Economia com reforma da Previdência pode cair a R$ 850 bi em 10 anos

Bruno Boghossian - Folhapress e Thiago Resende - Folhapress

economia reforma previdência congresso Samuel Moreira Foto Pablo ValadaresCâmara dos Deputados

Em reunião com líderes partidários, o relator da reforma da Previdência, Samuel Moreira (PSDB-SP), indicou que a nova versão da proposta deve prever uma economia de aproximadamente R$ 850 bilhões em dez anos.

O texto original encaminhado pelo governo ao Congresso representava um corte de R$ 1,2 trilhão nas despesas previdenciárias em uma década.

Moreira, contudo, ainda estuda mudanças no relatório para tentar chegar a um valor próximo de R$ 950 bilhões. A meta dele era de R$ 1 trilhão, como deseja o ministro Paulo Guedes (Economia).

O governo propôs a criação de uma idade mínima para aposentadorias, que seria de 65 anos, se homem, e de 62 anos, se mulher. Além disso, determinou que ambos os sexos teriam que contribuir por 20 anos.

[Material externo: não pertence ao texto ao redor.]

//! Top-level presentation flow: load, compile, then either pre-flight or
//! run the interactive loop.

use crate::error::{DeckError, Result};
use crate::navigation::{Key, KeyMap, Navigator};
use crate::parser::{self, Presentation, Slide};
use crate::render::image_cache::ImageCache;
use crate::render::{self, Viewport};
use crate::settings::{SettingValue, Settings};
use crate::source::{self, Document};
use crate::terminal::{self, Session};
use crate::validate::{self, Report};

pub struct RunOptions {
    /// Path or `http(s)` URL of the document.
    pub input: String,
    /// Settings the document's frontmatter is applied over.
    pub settings: Settings,
    /// Command-line options, applied over the frontmatter.
    pub overrides: Vec<(String, SettingValue)>,
    pub keymap: KeyMap,
    /// 1-based slide to open on.
    pub start_slide: Option<usize>,
    pub strict: bool,
}

#[derive(Debug)]
pub enum Outcome {
    Presented,
    Validated(Report),
}

/// Compile the document over `settings`, then apply `overrides` on top of
/// its frontmatter. Compile warnings are logged.
pub fn compile(
    document: &Document,
    settings: Settings,
    overrides: &[(String, SettingValue)],
) -> Result<Presentation> {
    let mut pres = parser::parse(&document.text, settings).map_err(|source| DeckError::Parse {
        path: document.name.clone(),
        source,
    })?;
    for (key, value) in overrides {
        if let Err(e) = pres.settings.set(key, value.clone()) {
            pres.warnings.push(format!("command line: {e}"));
        }
    }
    for warning in &pres.warnings {
        tracing::warn!("{}: {warning}", document.name);
    }
    if pres.slides.is_empty() {
        return Err(DeckError::Empty(document.name.clone()));
    }
    tracing::info!("{} slides from {}", pres.slides.len(), document.name);
    Ok(pres)
}

pub fn run(options: RunOptions) -> Result<Outcome> {
    let document = source::load(&options.input)?;
    let pres = compile(&document, options.settings, &options.overrides)?;
    let images = ImageCache::new(document.base.clone());
    if let Some(path) = document.cached_path() {
        tracing::debug!("presenting cached copy {}", path.display());
    }

    if options.strict {
        let viewport = terminal::size().unwrap_or(Viewport::FALLBACK);
        return validate::check(&pres, viewport, &images).map(Outcome::Validated);
    }

    let totals: Vec<usize> = pres.slides.iter().map(Slide::progressive_bullets).collect();
    let start = options.start_slide.unwrap_or(1).saturating_sub(1);
    let mut nav = Navigator::starting_at(totals, start);

    let mut session = Session::start()?;
    loop {
        let frame = render::render_screen(
            &pres,
            nav.state(),
            session.viewport(),
            &images,
            &options.keymap,
        )?;
        session.draw(&frame)?;

        let key = session.read_key()?;
        if key == Key::Resize {
            continue;
        }
        let state = nav.apply(options.keymap.action(key));
        tracing::trace!("{key:?} -> {state:?}");
        if nav.is_exited() {
            break;
        }
    }
    drop(session);
    drop(document);
    Ok(Outcome::Presented)
}

#[cfg(test)]
mod tests {
    use super::*;

    fn write_deck(text: &str) -> (tempfile::TempDir, String) {
        let dir = tempfile::tempdir().unwrap();
        let path = dir.path().join("deck.md");
        std::fs::write(&path, text).unwrap();
        (dir, path.to_string_lossy().into_owned())
    }

    fn options(input: String) -> RunOptions {
        RunOptions {
            input,
            settings: Settings::default(),
            overrides: Vec::new(),
            keymap: KeyMap::default(),
            start_slide: None,
            strict: true,
        }
    }

    #[test]
    fn test_strict_run_reports_success() {
        let (_dir, path) = write_deck("# Hello\n---\n## World");
        let Outcome::Validated(report) = run(options(path)).unwrap() else {
            panic!("strict mode must not present");
        };
        assert_eq!(report.slides, 2);
    }

    #[test]
    fn test_command_line_beats_frontmatter() {
        let (_dir, path) = write_deck("---\nbackground: red\nfooter: Deck\n---\n# Hi");
        let document = source::load(&path).unwrap();
        let mut config = Settings::default();
        config.set("footer", SettingValue::parse("Config")).unwrap();
        config.set("border_style", SettingValue::parse("heavy")).unwrap();
        let overrides = vec![("background".to_string(), SettingValue::parse("navy"))];
        let pres = compile(&document, config, &overrides).unwrap();
        assert_eq!(pres.settings.text(crate::settings::BACKGROUND), "navy");
        assert_eq!(pres.settings.text(crate::settings::FOOTER), "Deck");
        assert_eq!(pres.settings.text(crate::settings::BORDER_STYLE), "heavy");
    }

    #[test]
    fn test_empty_deck_is_an_error() {
        let (_dir, path) = write_deck("\n\n---\n\n");
        let err = run(options(path)).unwrap_err();
        assert!(matches!(err, DeckError::Empty(_)));
    }

    #[test]
    fn test_unterminated_frontmatter_names_path() {
        let (_dir, path) = write_deck("---\ntitle: x\n# Hello");
        let err = run(options(path.clone())).unwrap_err();
        assert_eq!(err.to_string(), format!("failed to parse {path}"));
    }
}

Uma das sugestões em análise pelo relator e pelo governo é que mulheres possam se aposentar após 15 anos de contribuição.

Além disso, durante a transição, a idade mínima para mulheres poderia ficar em 57 anos.

O relatório ainda está em elaboração. Na noite desta terça-feira (11), Moreira se reuniu com técnicos do Ministério da Economia e foi fechada uma versão.

O texto, porém, já sofreu alterações após a reunião com líderes na casa do presidente da Câmara, Rodrigo Maia (DEM-RJ).

Inicialmente, a equipe econômica e o relator queriam manter a criação de um novo regime de Previdência, a capitalização, no qual cada trabalhador faz a própria poupança.

Diante da resistência dos partidos, o relator indicou que vai retirar do texto a criação de um sistema de capitalização. Mas a equipe econômica tenta salvar essa parte da proposta.

A ideia, por ora, é que Moreira faça um anúncio ainda nesta quarta (12) sobre as principais mudanças na reforma da Previdência e, na quinta (13), leia o parecer na comissão especial da reforma da Previdência.

Devem ser excluídas da proposta as mudanças no BPC (benefício assistencial), pago a idosos, e o endurecimento das regras de aposentadoria rural.

Para professoras, a idade mínima de aposentadoria pode ficar em 57 anos.

As negociações sobre o principal projeto do governo em tramitação no Congresso devem se estender à tarde.